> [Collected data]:

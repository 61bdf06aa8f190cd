use std::path::PathBuf;
use std::sync::Arc;

use clap::Parser;
use glossa_config::Config;
use glossa_types::{AppEvent, TextSource};
use tokio::signal;
use tracing_subscriber::EnvFilter;

mod controller;
mod events;
mod state;
mod ui;
mod watcher;

#[cfg(test)]
mod tests;

use crate::controller::AppController;
use crate::state::AppState;

#[derive(Parser)]
#[command(name = "glossa", about = "Interactive word and phrase lookup")]
struct Args {
    /// Read the initial text from a file instead of waiting for input
    #[arg(long)]
    file: Option<PathBuf>,

    /// Override the lookup target language (ISO 639-1)
    #[arg(long)]
    target_lang: Option<String>,

    /// Disable automatic source-language detection
    #[arg(long)]
    no_detect: bool,
}

#[tokio::main]
async fn main() -> anyhow::Result<()> {
    dotenvy::dotenv().ok();
    init_tracing();

    let args = Args::parse();

    let mut config = Config::new();
    if let Some(lang) = args.target_lang {
        config.lookup.target_language = lang;
    }
    if args.no_detect {
        config.detection.enabled = false;
    }

    let state = Arc::new(AppState::new(config));
    let controller = AppController::new(Arc::clone(&state));
    let mut tasks = controller.spawn_tasks().await;

    if let Some(path) = args.file {
        let text = tokio::fs::read_to_string(&path).await?;
        controller
            .ui_sender()
            .send(AppEvent::TextChanged {
                text,
                source: TextSource::File,
            })
            .await?;
    }

    tokio::select! {
        _ = signal::ctrl_c() => {
            tracing::info!("Shutdown requested");
        }
        result = tasks.join_next() => {
            match result {
                Some(Ok(Ok(()))) => tracing::info!("task exited cleanly"),
                Some(Ok(Err(e))) => tracing::error!("task failed: {e}"),
                Some(Err(e)) => tracing::error!("task panicked: {e}"),
                None => {}
            }
        }
    }

    controller.shutdown();
    Ok(())
}

fn init_tracing() {
    let filter = EnvFilter::try_from_default_env().unwrap_or_else(|_| EnvFilter::new("info"));

    if atty::is(atty::Stream::Stdout) {
        tracing_subscriber::fmt().with_env_filter(filter).init();
    } else {
        tracing_subscriber::fmt()
            .with_env_filter(filter)
            .json()
            .init();
    }
}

> [Prompt]: Which lines of the records above hold the word "EnvFilter"? Copy each of them.

> [Result of this exercise]:
use tracing_subscriber::EnvFilter;
    let filter = EnvFilter::try_from_default_env().unwrap_or_else(|_| EnvFilter::new("info"));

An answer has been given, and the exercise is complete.